Look through the records that follow. Copy every line containing the word "Result".

------------------------------

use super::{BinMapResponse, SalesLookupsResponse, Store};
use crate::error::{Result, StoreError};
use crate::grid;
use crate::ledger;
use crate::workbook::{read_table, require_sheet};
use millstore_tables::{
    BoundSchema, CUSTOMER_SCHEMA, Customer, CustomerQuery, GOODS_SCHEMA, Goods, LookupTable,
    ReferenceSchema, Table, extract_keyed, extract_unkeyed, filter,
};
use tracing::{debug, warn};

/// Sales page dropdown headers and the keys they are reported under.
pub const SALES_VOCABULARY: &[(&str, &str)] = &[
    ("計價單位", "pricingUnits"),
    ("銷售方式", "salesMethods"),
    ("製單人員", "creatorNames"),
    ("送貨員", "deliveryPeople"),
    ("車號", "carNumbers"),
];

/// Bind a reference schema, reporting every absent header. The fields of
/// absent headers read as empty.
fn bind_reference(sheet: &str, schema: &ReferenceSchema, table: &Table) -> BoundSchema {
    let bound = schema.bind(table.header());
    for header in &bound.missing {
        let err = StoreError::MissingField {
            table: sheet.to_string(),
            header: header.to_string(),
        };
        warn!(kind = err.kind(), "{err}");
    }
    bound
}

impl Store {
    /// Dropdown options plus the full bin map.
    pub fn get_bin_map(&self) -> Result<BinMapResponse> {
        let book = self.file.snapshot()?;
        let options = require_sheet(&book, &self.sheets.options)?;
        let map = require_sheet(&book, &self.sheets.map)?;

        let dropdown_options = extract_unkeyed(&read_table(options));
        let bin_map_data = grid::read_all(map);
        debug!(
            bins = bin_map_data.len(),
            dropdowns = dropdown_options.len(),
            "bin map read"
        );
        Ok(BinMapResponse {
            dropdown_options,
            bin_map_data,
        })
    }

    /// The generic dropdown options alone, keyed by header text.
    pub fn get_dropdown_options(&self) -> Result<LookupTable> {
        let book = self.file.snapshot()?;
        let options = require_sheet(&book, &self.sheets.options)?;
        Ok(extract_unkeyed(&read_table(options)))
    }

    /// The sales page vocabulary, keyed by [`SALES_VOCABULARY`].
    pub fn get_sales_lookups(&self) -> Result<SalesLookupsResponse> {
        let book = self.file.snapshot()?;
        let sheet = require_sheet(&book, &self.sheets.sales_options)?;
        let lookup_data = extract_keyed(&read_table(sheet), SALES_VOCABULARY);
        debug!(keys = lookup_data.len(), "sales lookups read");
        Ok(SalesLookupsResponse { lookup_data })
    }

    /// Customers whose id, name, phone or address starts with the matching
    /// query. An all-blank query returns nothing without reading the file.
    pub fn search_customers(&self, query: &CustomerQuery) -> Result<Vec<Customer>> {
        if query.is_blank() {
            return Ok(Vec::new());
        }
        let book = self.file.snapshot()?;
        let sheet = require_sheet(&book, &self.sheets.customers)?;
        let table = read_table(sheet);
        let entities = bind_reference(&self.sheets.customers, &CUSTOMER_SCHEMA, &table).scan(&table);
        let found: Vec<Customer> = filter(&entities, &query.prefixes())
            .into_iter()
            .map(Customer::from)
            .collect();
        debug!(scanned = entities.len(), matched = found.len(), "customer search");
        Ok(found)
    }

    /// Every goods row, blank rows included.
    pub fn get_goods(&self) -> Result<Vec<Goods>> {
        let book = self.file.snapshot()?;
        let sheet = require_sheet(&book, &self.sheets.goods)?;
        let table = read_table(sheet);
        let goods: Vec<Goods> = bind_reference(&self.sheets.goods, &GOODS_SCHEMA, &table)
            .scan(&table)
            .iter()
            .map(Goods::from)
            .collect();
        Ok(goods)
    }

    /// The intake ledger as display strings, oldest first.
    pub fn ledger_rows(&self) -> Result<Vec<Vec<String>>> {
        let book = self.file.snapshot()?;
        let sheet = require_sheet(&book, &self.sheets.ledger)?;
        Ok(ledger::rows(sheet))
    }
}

------------------------------

• _EXPECTED ANSWER_:
use crate::error::{Result, StoreError};
    pub fn get_bin_map(&self) -> Result<BinMapResponse> {
    pub fn get_dropdown_options(&self) -> Result<LookupTable> {
    pub fn get_sales_lookups(&self) -> Result<SalesLookupsResponse> {
    pub fn search_customers(&self, query: &CustomerQuery) -> Result<Vec<Customer>> {
    pub fn get_goods(&self) -> Result<Vec<Goods>> {
    pub fn ledger_rows(&self) -> Result<Vec<Vec<String>>> {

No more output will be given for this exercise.